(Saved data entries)
Segment Open

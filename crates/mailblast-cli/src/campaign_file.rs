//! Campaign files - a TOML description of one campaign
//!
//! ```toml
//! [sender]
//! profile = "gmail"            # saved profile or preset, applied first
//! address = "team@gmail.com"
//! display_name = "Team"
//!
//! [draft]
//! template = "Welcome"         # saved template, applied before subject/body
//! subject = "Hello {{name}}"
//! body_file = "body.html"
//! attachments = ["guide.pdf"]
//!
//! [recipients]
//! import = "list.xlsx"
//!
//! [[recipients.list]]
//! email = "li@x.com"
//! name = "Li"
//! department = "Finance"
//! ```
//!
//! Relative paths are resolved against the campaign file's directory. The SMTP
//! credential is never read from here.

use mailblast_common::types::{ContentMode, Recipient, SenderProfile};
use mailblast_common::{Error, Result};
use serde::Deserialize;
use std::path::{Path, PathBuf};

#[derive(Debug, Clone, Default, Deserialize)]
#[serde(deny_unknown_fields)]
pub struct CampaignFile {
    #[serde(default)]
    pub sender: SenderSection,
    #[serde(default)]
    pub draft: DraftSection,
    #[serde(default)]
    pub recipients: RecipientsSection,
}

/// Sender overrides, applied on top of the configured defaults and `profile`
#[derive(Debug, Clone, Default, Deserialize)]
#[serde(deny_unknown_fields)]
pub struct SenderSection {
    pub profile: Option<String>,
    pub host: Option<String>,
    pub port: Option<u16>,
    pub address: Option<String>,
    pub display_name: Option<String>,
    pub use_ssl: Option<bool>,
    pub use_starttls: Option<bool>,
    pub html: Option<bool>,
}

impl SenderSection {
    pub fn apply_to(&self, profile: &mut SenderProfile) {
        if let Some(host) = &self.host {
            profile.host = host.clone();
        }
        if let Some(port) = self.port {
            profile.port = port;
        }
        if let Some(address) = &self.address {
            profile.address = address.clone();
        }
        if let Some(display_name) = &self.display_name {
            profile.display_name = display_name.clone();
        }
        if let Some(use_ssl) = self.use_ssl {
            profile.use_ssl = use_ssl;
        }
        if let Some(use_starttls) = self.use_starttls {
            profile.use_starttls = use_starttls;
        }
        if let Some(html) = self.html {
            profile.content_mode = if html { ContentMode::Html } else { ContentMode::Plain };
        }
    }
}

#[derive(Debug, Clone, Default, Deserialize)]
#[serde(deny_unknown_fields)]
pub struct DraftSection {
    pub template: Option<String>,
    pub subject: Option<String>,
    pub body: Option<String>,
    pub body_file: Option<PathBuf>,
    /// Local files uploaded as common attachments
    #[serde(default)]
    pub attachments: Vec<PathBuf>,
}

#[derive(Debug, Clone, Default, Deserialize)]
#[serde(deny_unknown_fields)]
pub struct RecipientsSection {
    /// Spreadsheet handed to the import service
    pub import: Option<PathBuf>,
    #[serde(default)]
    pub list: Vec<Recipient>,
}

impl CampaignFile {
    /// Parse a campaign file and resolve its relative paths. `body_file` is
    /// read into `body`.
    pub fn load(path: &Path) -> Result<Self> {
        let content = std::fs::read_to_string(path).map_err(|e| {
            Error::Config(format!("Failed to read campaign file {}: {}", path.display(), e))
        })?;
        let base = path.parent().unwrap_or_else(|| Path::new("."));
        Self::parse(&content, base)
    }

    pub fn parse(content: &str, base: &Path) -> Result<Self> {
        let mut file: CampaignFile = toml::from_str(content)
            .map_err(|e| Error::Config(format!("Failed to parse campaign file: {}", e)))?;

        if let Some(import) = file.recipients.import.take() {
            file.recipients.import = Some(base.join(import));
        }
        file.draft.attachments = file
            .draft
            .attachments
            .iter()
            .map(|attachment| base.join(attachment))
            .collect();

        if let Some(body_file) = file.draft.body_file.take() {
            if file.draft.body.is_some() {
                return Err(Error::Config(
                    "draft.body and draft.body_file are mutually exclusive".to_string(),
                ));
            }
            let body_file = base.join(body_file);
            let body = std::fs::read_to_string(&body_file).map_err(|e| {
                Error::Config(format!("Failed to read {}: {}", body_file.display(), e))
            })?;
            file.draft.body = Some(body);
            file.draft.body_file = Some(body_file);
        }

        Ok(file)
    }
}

Segment Closed

■ **What is being asked**
Scan the records above line by line, counting those where the word "subject" appears, and give the count alone.

■ **Expected output**
3